4. You’re in a never-ending stress storm
The University of Chicago study also found that inadequate shut-eye caused levels of cortisol, the stress hormone, to spike in the afternoon and evening—increasing heart rate, blood pressure, and blood glucose and raising the risk of hypertension, heart disease, and type 2 diabetes. Aside from posing future health problems, the cortisol-induced alertness comes at an inopportune time—when you should be winding down your day or sleeping.
5. You’re in a foul mood and your brain feels foggy
After a restless night, your reaction time decreases, making driving (among other activities) dangerous. Chronically tired people are also less happy. “Sleep and mood are regulated by the same brain chemicals,” says Joyce Walsleben, PhD. This can raise the risk of developing depression, but probably only for those already susceptible to the illness.
6. You look older
As anyone who’s pulled an all-nighter can attest, the consequences—pasty skin and dark circles—aren’t pretty. “Even worse, increased cortisol levels may slow collagen production, promoting wrinkles,” says Jyotsna Sahni, MD, a sleep medicine doctor at Canyon Ranch in Tucson.
On the flip side, there’s a good reason they call it beauty sleep. “Hormonal changes boost blood flow to the skin, brightening it overnight,” says Melvin Elson, MD, a clinical professor of dermatology at Vanderbilt School of Nursing. Skin temps are higher, too, so age-fighting potions seep deeper for better results. And even though you’re resting, your skin is hard at work. Studies show that cell turnover is 8 times faster at night, softening wrinkles.

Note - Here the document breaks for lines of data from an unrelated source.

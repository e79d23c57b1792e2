//! Task - the root resource of every cascade.

use serde::{Deserialize, Serialize};
use std::convert::Infallible;

use crate::domain::foundation::{TaskId, Timestamp};

use super::{Resource, ResourceKind};

/// A unit of work that time is tracked against.
#[derive(Debug, Clone, PartialEq, Eq, Serialize, Deserialize)]
#[serde(rename_all = "camelCase")]
pub struct Task {
    pub id: TaskId,
    pub title: String,
    pub description: Option<String>,
    pub created_at: Timestamp,
    pub updated_at: Timestamp,
}

/// Caller-supplied fields for a new task.
#[derive(Debug, Clone, PartialEq, Eq)]
pub struct TaskDraft {
    pub title: String,
    pub description: Option<String>,
}

impl TaskDraft {
    pub fn new(title: impl Into<String>) -> Self {
        Self {
            title: title.into(),
            description: None,
        }
    }

    pub fn with_description(mut self, description: impl Into<String>) -> Self {
        self.description = Some(description.into());
        self
    }
}

impl Resource for Task {
    type Id = TaskId;
    type ParentId = Infallible;
    type Draft = TaskDraft;

    const KIND: ResourceKind = ResourceKind::Task;

    fn id(&self) -> TaskId {
        self.id
    }

    fn parent_id(&self) -> Option<Infallible> {
        None
    }

    fn from_draft(id: TaskId, draft: TaskDraft) -> Self {
        let now = Timestamp::now();
        Self {
            id,
            title: draft.title,
            description: draft.description,
            created_at: now,
            updated_at: now,
        }
    }

    fn touch(&mut self) {
        self.updated_at = Timestamp::now();
    }
}
//! Ports - Interfaces for external dependencies.
//!
//! Following hexagonal architecture, ports define the contracts between
//! the application and the outside world. Adapters implement these ports.
//!
//! ## Persistence Ports
//!
//! - `UnitOfWork` - Opens, commits, and rolls back transactions
//! - `EntityStore` - Per-resource primitives used inside a transaction
//!
//! ## Notification Ports
//!
//! - `ChangePublisher` - Non-blocking hand-off of committed change events
//! - `Broadcaster` - Pub-sub transport that reaches live subscribers

mod broadcaster;
mod change_publisher;
mod entity_store;
mod unit_of_work;

pub use broadcaster::{Broadcaster, DeliveryError};
pub use change_publisher::ChangePublisher;
pub use entity_store::{EntityStore, TrackingStores};
pub use unit_of_work::UnitOfWork;
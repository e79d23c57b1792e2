//! Integration tests for cascading task deletion.
//!
//! These tests drive `TrackingServices` against the in-memory database and
//! verify:
//! 1. The single `task_delete` event lists every dependent that was removed
//! 2. Nothing else in the database is touched
//! 3. A missing task changes nothing and publishes nothing
//! 4. Events reach the broadcaster in commit order through the worker pool

use std::collections::BTreeSet;
use std::sync::Arc;

use proptest::prelude::*;
use serde_json::{json, Value};

use timekeeper::adapters::{
    CapturingPublisher, DeliveryPoolConfig, DeliveryWorkerPool, MemoryDatabase,
    RecordingBroadcaster,
};
use timekeeper::application::TrackingServices;
use timekeeper::domain::foundation::{
    ScheduleEntryId, SessionId, SessionRecordId, TaskId, Timestamp,
};
use timekeeper::domain::notification::NotificationType;
use timekeeper::domain::tracking::{
    Resource, ScheduleEntry, Session, SessionDraft, SessionRecord, SessionRecordDraft, Task,
    TaskDraft,
};

// =============================================================================
// Test Infrastructure
// =============================================================================

struct Harness {
    db: Arc<MemoryDatabase>,
    publisher: Arc<CapturingPublisher>,
    services: TrackingServices<MemoryDatabase>,
}

impl Harness {
    fn new() -> Self {
        let db = Arc::new(MemoryDatabase::new());
        let publisher = Arc::new(CapturingPublisher::new());
        let services = TrackingServices::new(db.clone(), db.stores(), publisher.clone());
        Self {
            db,
            publisher,
            services,
        }
    }

    fn last_event_json(&self) -> Value {
        let events = self.publisher.published_events();
        let last = events.last().expect("no event published");
        serde_json::to_value(last).unwrap()
    }
}

fn task(id: i64) -> Task {
    Task::from_draft(TaskId::new(id), TaskDraft::new(format!("task {id}")))
}

fn session(id: i64, task_id: i64) -> Session {
    Session {
        id: SessionId::new(id),
        task_id: Some(TaskId::new(task_id)),
        started_at: Timestamp::now(),
        ended_at: Some(Timestamp::now()),
    }
}

fn record(id: i64, session_id: i64, task_id: i64) -> SessionRecord {
    SessionRecord::from_draft(
        SessionRecordId::new(id),
        SessionRecordDraft::new(Some(SessionId::new(session_id)), Some(TaskId::new(task_id)), 900),
    )
}

fn entry(id: i64, task_id: i64) -> ScheduleEntry {
    ScheduleEntry {
        id: ScheduleEntryId::new(id),
        task_id: Some(TaskId::new(task_id)),
        starts_at: Timestamp::now(),
        ends_at: Timestamp::now(),
    }
}

// =============================================================================
// Event Contents
// =============================================================================

#[tokio::test]
async fn task_with_dependents_publishes_one_event_listing_all_of_them() {
    let h = Harness::new();
    h.db.put(task(10)).await;
    h.db.put(session(101, 10)).await;
    h.db.put(session(102, 10)).await;
    h.db.put(record(201, 101, 10)).await;
    h.db.put(record(202, 102, 10)).await;
    h.db.put(entry(301, 10)).await;

    let summary = h.services.delete_task(TaskId::new(10)).await.unwrap();

    assert_eq!(summary.dependent_count(), 5);
    assert_eq!(h.publisher.event_count(), 1);

    let event = h.last_event_json();
    assert_eq!(event["notificationType"], "task_delete");
    assert_eq!(event["id"], 10);
    assert_eq!(event["ids"], Value::Null);
    assert_eq!(event["data"], Value::Null);
    assert_eq!(
        event["affected"],
        json!([
            {"notificationType": "session_delete", "ids": [101, 102]},
            {"notificationType": "session_record_delete", "ids": [201, 202]},
            {"notificationType": "schedule_entry_delete", "ids": [301]},
        ])
    );
    assert!(event["timestamp"].is_i64());
}

#[tokio::test]
async fn task_without_dependents_lists_three_empty_groups() {
    let h = Harness::new();
    h.db.put(task(20)).await;

    h.services.delete_task(TaskId::new(20)).await.unwrap();

    let event = h.last_event_json();
    assert_eq!(event["id"], 20);
    assert_eq!(
        event["affected"],
        json!([
            {"notificationType": "session_delete", "ids": []},
            {"notificationType": "session_record_delete", "ids": []},
            {"notificationType": "schedule_entry_delete", "ids": []},
        ])
    );
}

#[tokio::test]
async fn dependents_are_not_announced_individually() {
    let h = Harness::new();
    h.db.put(task(10)).await;
    h.db.put(session(101, 10)).await;
    h.db.put(record(201, 101, 10)).await;

    h.services.delete_task(TaskId::new(10)).await.unwrap();

    assert!(!h.publisher.has_event(NotificationType::SessionDelete));
    assert!(!h.publisher.has_event(NotificationType::SessionRecordDelete));
    assert_eq!(h.publisher.events_of_type(NotificationType::TaskDelete).len(), 1);
}

// =============================================================================
// Database Effects
// =============================================================================

#[tokio::test]
async fn unrelated_rows_survive_the_cascade() {
    let h = Harness::new();
    h.db.put(task(10)).await;
    h.db.put(task(11)).await;
    h.db.put(session(101, 10)).await;
    h.db.put(session(111, 11)).await;
    h.db.put(record(211, 111, 11)).await;
    h.db.put(entry(311, 11)).await;

    h.services.delete_task(TaskId::new(10)).await.unwrap();

    let tables = h.db.snapshot().await;
    assert!(!tables.contains::<Task>(TaskId::new(10)));
    assert!(tables.contains::<Task>(TaskId::new(11)));
    assert!(tables.contains::<Session>(SessionId::new(111)));
    assert!(tables.contains::<SessionRecord>(SessionRecordId::new(211)));
    assert!(tables.contains::<ScheduleEntry>(ScheduleEntryId::new(311)));
}

#[tokio::test]
async fn missing_task_is_not_found_with_no_writes_and_no_event() {
    let h = Harness::new();
    h.db.put(task(11)).await;
    h.db.put(session(101, 11)).await;
    let before = h.db.snapshot().await;

    let err = h.services.delete_task(TaskId::new(999)).await.unwrap_err();

    assert!(err.is_not_found());
    assert_eq!(h.publisher.event_count(), 0);
    assert_eq!(h.db.committed_writes(), 0);
    assert_eq!(h.db.snapshot().await, before);
}

#[tokio::test]
async fn records_of_other_tasks_pointing_at_deleted_sessions_are_detached() {
    let h = Harness::new();
    h.db.put(task(10)).await;
    h.db.put(task(11)).await;
    h.db.put(session(101, 10)).await;
    // Belongs to task 11 but was recorded against a session of task 10
    h.db.put(record(250, 101, 11)).await;

    h.services.delete_task(TaskId::new(10)).await.unwrap();

    let tables = h.db.snapshot().await;
    let survivor = tables
        .get::<SessionRecord>(SessionRecordId::new(250))
        .expect("record of another task must survive");
    assert_eq!(survivor.session_id, None);
    assert_eq!(survivor.task_id, Some(TaskId::new(11)));
}

// =============================================================================
// Ordering Through The Delivery Pool
// =============================================================================

#[tokio::test]
async fn sequential_mutations_reach_subscribers_in_commit_order() {
    let db = Arc::new(MemoryDatabase::new());
    let broadcaster = Arc::new(RecordingBroadcaster::new());
    let (publisher, pool) = DeliveryWorkerPool::start(
        DeliveryPoolConfig::default().with_workers(3),
        broadcaster.clone(),
    );
    let services = TrackingServices::new(db.clone(), db.stores(), Arc::new(publisher));

    let created = services.create_task(TaskDraft::new("Write report")).await.unwrap();
    let started = services
        .create_session(SessionDraft {
            task_id: Some(created.id),
            started_at: Timestamp::now(),
            ended_at: None,
        })
        .await
        .unwrap();
    services
        .create_session_record(SessionRecordDraft::new(Some(started.id), Some(created.id), 120))
        .await
        .unwrap();
    services.delete_task(created.id).await.unwrap();

    drop(services);
    let stats = pool.shutdown().await;

    let types: Vec<NotificationType> = broadcaster
        .envelopes()
        .iter()
        .map(|e| e.notification_type())
        .collect();
    assert_eq!(
        types,
        vec![
            NotificationType::TaskCreate,
            NotificationType::SessionCreate,
            NotificationType::SessionRecordCreate,
            NotificationType::TaskDelete,
        ]
    );
    assert_eq!(stats.forwarded, 4);
    assert_eq!(stats.dropped, 0);
}

// =============================================================================
// Property: affected ids are exactly the task's dependents
// =============================================================================

#[derive(Debug, Clone)]
struct Population {
    /// Owning task (0..3) of each session, record and entry.
    sessions: Vec<i64>,
    records: Vec<i64>,
    entries: Vec<i64>,
}

fn population() -> impl Strategy<Value = Population> {
    (
        prop::collection::vec(0i64..3, 0..8),
        prop::collection::vec(0i64..3, 0..8),
        prop::collection::vec(0i64..3, 0..8),
    )
        .prop_map(|(sessions, records, entries)| Population {
            sessions,
            records,
            entries,
        })
}

fn owned_ids(owners: &[i64], base: i64, task: i64) -> BTreeSet<i64> {
    owners
        .iter()
        .enumerate()
        .filter(|(_, owner)| **owner == task)
        .map(|(n, _)| base + n as i64)
        .collect()
}

proptest! {
    #![proptest_config(ProptestConfig::with_cases(64))]

    #[test]
    fn affected_ids_match_dependents_exactly(pop in population(), target in 0i64..3) {
        let runtime = tokio::runtime::Builder::new_current_thread()
            .enable_all()
            .build()
            .unwrap();

        let (event, tables) = runtime.block_on(async {
            let h = Harness::new();
            for t in 0..3 {
                h.db.put(task(t)).await;
            }
            for (n, owner) in pop.sessions.iter().enumerate() {
                h.db.put(session(100 + n as i64, *owner)).await;
            }
            for (n, owner) in pop.records.iter().enumerate() {
                // Sessions are not necessarily from the same task
                h.db.put(record(200 + n as i64, 100, *owner)).await;
            }
            for (n, owner) in pop.entries.iter().enumerate() {
                h.db.put(entry(300 + n as i64, *owner)).await;
            }

            h.services.delete_task(TaskId::new(target)).await.unwrap();
            (h.publisher.published_events(), h.db.snapshot().await)
        });

        prop_assert_eq!(event.len(), 1);
        let groups = event[0].affected().unwrap();
        prop_assert_eq!(groups.len(), 3);

        let expected = [
            owned_ids(&pop.sessions, 100, target),
            owned_ids(&pop.records, 200, target),
            owned_ids(&pop.entries, 300, target),
        ];
        for (group, expected) in groups.iter().zip(expected.iter()) {
            let actual: BTreeSet<i64> = group.ids().iter().copied().collect();
            prop_assert_eq!(&actual, expected);
            prop_assert_eq!(actual.len(), group.ids().len());
        }

        // Nothing that belonged to another task was removed
        for (n, owner) in pop.sessions.iter().enumerate() {
            let present = tables.contains::<Session>(SessionId::new(100 + n as i64));
            prop_assert_eq!(present, *owner != target);
        }
        for (n, owner) in pop.records.iter().enumerate() {
            let present = tables.contains::<SessionRecord>(SessionRecordId::new(200 + n as i64));
            prop_assert_eq!(present, *owner != target);
        }
        for (n, owner) in pop.entries.iter().enumerate() {
            let present = tables.contains::<ScheduleEntry>(ScheduleEntryId::new(300 + n as i64));
            prop_assert_eq!(present, *owner != target);
        }
    }
}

5. You’re in a foul mood and your brain feels foggy
After a restless night, your reaction time decreases, making driving (among other activities) dangerous. Chronically tired people are also less happy. “Sleep and mood are regulated by the same brain chemicals,” says Joyce Walsleben, PhD. This can raise the risk of developing depression, but probably only for those already susceptible to the illness.
7. You feel achy
It’s no surprise that chronic pain (like that from back problems or arthritis) can make you toss and turn. But getting too little rest can cause or intensify pain, creating a vicious cycle. In one study from the Johns Hopkins Behavioral Sleep Medicine Program, director Michael Smith, PhD, awakened healthy young adults for 20 minutes every hour during an 8-hour period for 3 days in a row. The result: They had a lower pain tolerance and suddenly developed more pain during a lab test that exposed them to a cold stimulus.
8. You have a higher cancer risk
Exercise helps prevent cancer, but getting too little shut-eye may cancel out its protective effect, concludes a new Johns Hopkins Bloomberg School of Public Health study. Researchers tracked nearly 6,000 women for about a decade and found that workout buffs who slept 7 or fewer hours per night had a 50% greater chance of developing cancer than exercisers who got more Zzzs—similar to the risk of nonexercisers.
Insufficient sleep may cause hormonal and metabolic disturbances linked to cancer risk, erasing the benefits of exercise.